Es común pensar en terapia que para profundizar con un paciente hace falta tiempo.
Tiempo que desde luego no tenemos si trabajamos en la sanidad pública, porque es bien conocido la carga asistencial que han de soportar nuestros colegas en ese ámbito. Esa carga hace que las sesiones sean cada vez más breves, no más de 30 minutos y con una frecuencia mensual, incluso.
Los que trabajamos en el ámbito privado muchas veces podemos estirar el tiempo. Somos unos privilegiados cuando nuestros pacientes van decididos a invertir tiempo en “profundizar en sus vidas”, dedicarse ahondar en el autoconocimiento para alcanzar una mayor satisfacción consigo mismo. Sin embargo, ¿para qué tanto tiempo? Es frecuente encontrarse con procesos en los que se han invertido sesiones y sesiones y no ocurren cambios importantes, procesos en los que se vuelve siempre al mismo lugar, conversaciones repetidas, interacciones mustias, relatos sin emoción….
¿Pero quién tiene tiempo hoy? Otras veces ocurre que nuestros clientes buscan opciones rápidas, les da miedo comenzar una terapia en la idea que será para toda la vida o que necesitarán horas y horas para comprender y poder mejorar. La opción más fácil y directa son los psicofármacos. Últimamente y debido a cuestiones prácticas y económicas, cada vez más las personas buscan soluciones rápidas, intervenciones útiles, y cuando no las ofrecemos, los clientes terminan abandonando las consultas prematuramente.
Pero ¿es el tiempo la variable más importante? ¿Gracias al tiempo los terapeutas podemos profundizar? ¿Cuánto tiempo necesitamos para tocar el corazón de nuestros pacientes?
En mi experiencia clínica no es el tiempo el que da profundidad a la terapia.La profundidad viene dada por mantener con los clientes, desde el primer momento, conversaciones sobre su vida. Conocer e interesarse por los escenarios en los que transcurre su día a día; preguntar, para poder imaginarnos, las situaciones que atraviesan a diario, las cualidades de sus interacciones personales, adentrarnos en las cosas que les emocionan, lo que les duele, les gusta…
Lo que le da profundidad a la terapia es que seamos capaces de adentrarnos en los propósitos más valiosos de las personas, en conocer sus desvelos y alegrías.
Profundizar pasa por asumir que la clave del cambio está en lo que es importante para las personas, asumir que todos los seres humanos compartimos una serie de anhelos, de deseos y que cuando nuestros pacientes consultan lo hacen porque hay un desequilibrio entre estos anhelos, sus valores, la vida con sentido que desean tener, y las soluciones lógicas que su mente les propone.

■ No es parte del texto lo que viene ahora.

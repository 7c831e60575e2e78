use crate::auth::{
    create_access_token, create_refresh_token, hash_password, verify_password,
    verify_refresh_token, AccessClaims, AuthenticatedUser, RefreshClaims,
};
use crate::config::Config;
use crate::entities::{AccountUpdate, NewUser, User};
use crate::error::ApiError;
use crate::models::{
    AuthResponse, ChangePasswordRequest, LoginRequest, RefreshTokenRequest, RegisterRequest,
    TokenResponse, UpdateAccountRequest, UpdateAvatarRequest, UpdateCoverImageRequest,
    UserResponse,
};
use crate::stores::Stores;
use actix_web::{web, HttpResponse};
use mongodb::bson::oid::ObjectId;
use serde_json::json;

fn issue_token_pair(user: &User, config: &Config) -> Result<(String, String), ApiError> {
    let access_claims = AccessClaims::new(
        user.id,
        user.username.clone(),
        user.email.clone(),
        config.jwt.access_expiry_hours,
    );
    let access = create_access_token(&access_claims, &config.jwt.access_secret)?;
    let refresh_claims = RefreshClaims::new(user.id, config.jwt.refresh_expiry_days);
    let refresh = create_refresh_token(&refresh_claims, &config.jwt.refresh_secret)?;
    Ok((access, refresh))
}

#[utoipa::path(
    post,
    path = "/api/v1/users/register",
    request_body = RegisterRequest,
    responses(
        (status = 201, description = "User created successfully", body = UserResponse),
        (status = 400, description = "Missing required field"),
        (status = 409, description = "Username or email already taken")
    ),
    tag = "users"
)]
pub async fn register(
    req: web::Json<RegisterRequest>,
    stores: web::Data<Stores>,
) -> Result<HttpResponse, ApiError> {
    let req = req.into_inner();
    let required = [
        &req.full_name,
        &req.email,
        &req.username,
        &req.password,
        &req.avatar,
    ];
    if required.iter().any(|field| field.trim().is_empty()) {
        return Err(ApiError::validation("all fields are required"));
    }

    let username = req.username.trim().to_lowercase();
    let email = req.email.trim().to_lowercase();

    if stores
        .identity
        .find_by_username_or_email(&username, &email)
        .await?
        .is_some()
    {
        return Err(ApiError::conflict(
            "user with email or username already exists",
        ));
    }

    let password_hash = hash_password(&req.password)?;
    let user = stores
        .identity
        .create_user(NewUser {
            username,
            email,
            full_name: req.full_name.trim().to_string(),
            avatar: req.avatar,
            cover_image: req.cover_image,
            password_hash,
        })
        .await?;

    Ok(HttpResponse::Created().json(UserResponse::from(user)))
}

#[utoipa::path(
    post,
    path = "/api/v1/users/login",
    request_body = LoginRequest,
    responses(
        (status = 200, description = "Login successful", body = AuthResponse),
        (status = 401, description = "Invalid credentials"),
        (status = 404, description = "User not found")
    ),
    tag = "users"
)]
pub async fn login(
    req: web::Json<LoginRequest>,
    stores: web::Data<Stores>,
    config: web::Data<Config>,
) -> Result<HttpResponse, ApiError> {
    let req = req.into_inner();
    if req.username.is_none() && req.email.is_none() {
        return Err(ApiError::validation("username or email is required"));
    }
    let username = req.username.unwrap_or_default().to_lowercase();
    let email = req.email.unwrap_or_default().to_lowercase();

    let user = stores
        .identity
        .find_by_username_or_email(&username, &email)
        .await?
        .ok_or_else(|| ApiError::not_found("user does not exist"))?;

    if !verify_password(&req.password, &user.password_hash)? {
        return Err(ApiError::unauthorized("invalid credentials"));
    }

    let (access_token, refresh_token) = issue_token_pair(&user, &config)?;
    stores
        .identity
        .set_refresh_token(user.id, Some(refresh_token.clone()))
        .await?;

    Ok(HttpResponse::Ok().json(AuthResponse {
        user: UserResponse::from(user),
        access_token,
        refresh_token,
    }))
}

#[utoipa::path(
    post,
    path = "/api/v1/users/logout",
    responses(
        (status = 200, description = "Logged out"),
        (status = 401, description = "Unauthorized")
    ),
    security(("bearer_auth" = [])),
    tag = "users"
)]
pub async fn logout(
    user: AuthenticatedUser,
    stores: web::Data<Stores>,
) -> Result<HttpResponse, ApiError> {
    stores
        .identity
        .set_refresh_token(user.user_id, None)
        .await?;
    Ok(HttpResponse::Ok().json(json!({"message": "logged out"})))
}

#[utoipa::path(
    post,
    path = "/api/v1/users/refresh-token",
    request_body = RefreshTokenRequest,
    responses(
        (status = 200, description = "New token pair", body = TokenResponse),
        (status = 401, description = "Refresh token invalid, expired or already used")
    ),
    tag = "users"
)]
pub async fn refresh_token(
    req: web::Json<RefreshTokenRequest>,
    stores: web::Data<Stores>,
    config: web::Data<Config>,
) -> Result<HttpResponse, ApiError> {
    let incoming = req.into_inner().refresh_token;

    let claims = verify_refresh_token(&incoming, &config.jwt.refresh_secret)
        .map_err(|_| ApiError::unauthorized("invalid refresh token"))?;
    let user_id = ObjectId::parse_str(&claims.sub)
        .map_err(|_| ApiError::unauthorized("invalid refresh token"))?;

    let user = stores
        .identity
        .find_by_id(user_id)
        .await?
        .ok_or_else(|| ApiError::unauthorized("invalid refresh token"))?;

    // Rotation: only the most recently issued refresh token is accepted.
    if user.refresh_token.as_deref() != Some(incoming.as_str()) {
        return Err(ApiError::unauthorized(
            "refresh token is expired or already used",
        ));
    }

    let (access_token, refresh_token) = issue_token_pair(&user, &config)?;
    stores
        .identity
        .set_refresh_token(user.id, Some(refresh_token.clone()))
        .await?;

    Ok(HttpResponse::Ok().json(TokenResponse {
        access_token,
        refresh_token,
    }))
}

#[utoipa::path(
    post,
    path = "/api/v1/users/change-password",
    request_body = ChangePasswordRequest,
    responses(
        (status = 200, description = "Password changed"),
        (status = 401, description = "Old password incorrect")
    ),
    security(("bearer_auth" = [])),
    tag = "users"
)]
pub async fn change_password(
    req: web::Json<ChangePasswordRequest>,
    user: AuthenticatedUser,
    stores: web::Data<Stores>,
) -> Result<HttpResponse, ApiError> {
    let req = req.into_inner();
    if req.new_password.trim().is_empty() {
        return Err(ApiError::validation("new password must not be empty"));
    }

    let record = stores
        .identity
        .find_by_id(user.user_id)
        .await?
        .ok_or_else(|| ApiError::not_found("user not found"))?;

    if !verify_password(&req.old_password, &record.password_hash)? {
        return Err(ApiError::unauthorized("old password is incorrect"));
    }

    let password_hash = hash_password(&req.new_password)?;
    stores
        .identity
        .set_password_hash(record.id, password_hash)
        .await?;

    Ok(HttpResponse::Ok().json(json!({"message": "password changed"})))
}

#[utoipa::path(
    get,
    path = "/api/v1/users/current-user",
    responses(
        (status = 200, description = "Current user", body = UserResponse),
        (status = 401, description = "Unauthorized")
    ),
    security(("bearer_auth" = [])),
    tag = "users"
)]
pub async fn current_user(
    user: AuthenticatedUser,
    stores: web::Data<Stores>,
) -> Result<HttpResponse, ApiError> {
    let record = stores
        .identity
        .find_by_id(user.user_id)
        .await?
        .ok_or_else(|| ApiError::not_found("user not found"))?;
    Ok(HttpResponse::Ok().json(UserResponse::from(record)))
}

#[utoipa::path(
    patch,
    path = "/api/v1/users/update-account",
    request_body = UpdateAccountRequest,
    responses(
        (status = 200, description = "Account updated", body = UserResponse),
        (status = 401, description = "Unauthorized"),
        (status = 409, description = "Email already taken")
    ),
    security(("bearer_auth" = [])),
    tag = "users"
)]
pub async fn update_account(
    req: web::Json<UpdateAccountRequest>,
    user: AuthenticatedUser,
    stores: web::Data<Stores>,
) -> Result<HttpResponse, ApiError> {
    let req = req.into_inner();
    if req.full_name.trim().is_empty() || req.email.trim().is_empty() {
        return Err(ApiError::validation("full name and email are required"));
    }
    let email = req.email.trim().to_lowercase();

    if let Some(existing) = stores.identity.find_by_username_or_email("", &email).await? {
        if existing.id != user.user_id {
            return Err(ApiError::conflict("email already taken"));
        }
    }

    let updated = stores
        .identity
        .update_account(
            user.user_id,
            AccountUpdate {
                full_name: req.full_name.trim().to_string(),
                email,
            },
        )
        .await?;

    Ok(HttpResponse::Ok().json(UserResponse::from(updated)))
}

#[utoipa::path(
    patch,
    path = "/api/v1/users/avatar",
    request_body = UpdateAvatarRequest,
    responses(
        (status = 200, description = "Avatar updated", body = UserResponse),
        (status = 401, description = "Unauthorized")
    ),
    security(("bearer_auth" = [])),
    tag = "users"
)]
pub async fn update_avatar(
    req: web::Json<UpdateAvatarRequest>,
    user: AuthenticatedUser,
    stores: web::Data<Stores>,
) -> Result<HttpResponse, ApiError> {
    let avatar = req.into_inner().avatar;
    if avatar.trim().is_empty() {
        return Err(ApiError::validation("avatar is required"));
    }
    let updated = stores.identity.set_avatar(user.user_id, avatar).await?;
    Ok(HttpResponse::Ok().json(UserResponse::from(updated)))
}

#[utoipa::path(
    patch,
    path = "/api/v1/users/cover-image",
    request_body = UpdateCoverImageRequest,
    responses(
        (status = 200, description = "Cover image updated", body = UserResponse),
        (status = 401, description = "Unauthorized")
    ),
    security(("bearer_auth" = [])),
    tag = "users"
)]
pub async fn update_cover_image(
    req: web::Json<UpdateCoverImageRequest>,
    user: AuthenticatedUser,
    stores: web::Data<Stores>,
) -> Result<HttpResponse, ApiError> {
    let cover_image = req.into_inner().cover_image;
    if cover_image.trim().is_empty() {
        return Err(ApiError::validation("cover image is required"));
    }
    let updated = stores
        .identity
        .set_cover_image(user.user_id, cover_image)
        .await?;
    Ok(HttpResponse::Ok().json(UserResponse::from(updated)))
}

Por eso dar profundidad a la terapia supone abrir el entramado de lo que desean, de lo que verdaderamente los mueve, entrar en lo que les emociona, desde esta dimensión, los valores, es desde donde se activa el cambio rápido. Ir más allá de los síntomas, ir a las cosas que no están haciendo, a la vida que se están perdiendo por estar enredados en evitar el sufrimiento, es lo que movilizará el cambio rápido.
No necesitamos tiempo para descubrir con nuestros pacientes sus anhelos personales, no tenemos tiempo para hacerlo en estos momentos, tenemos que ir allí desde la primera sesión, poner allí el foco en cada sesión, en lugar de gastar tiempo en describir, enumerar y agrupar los síntomas que le traen a la terapia.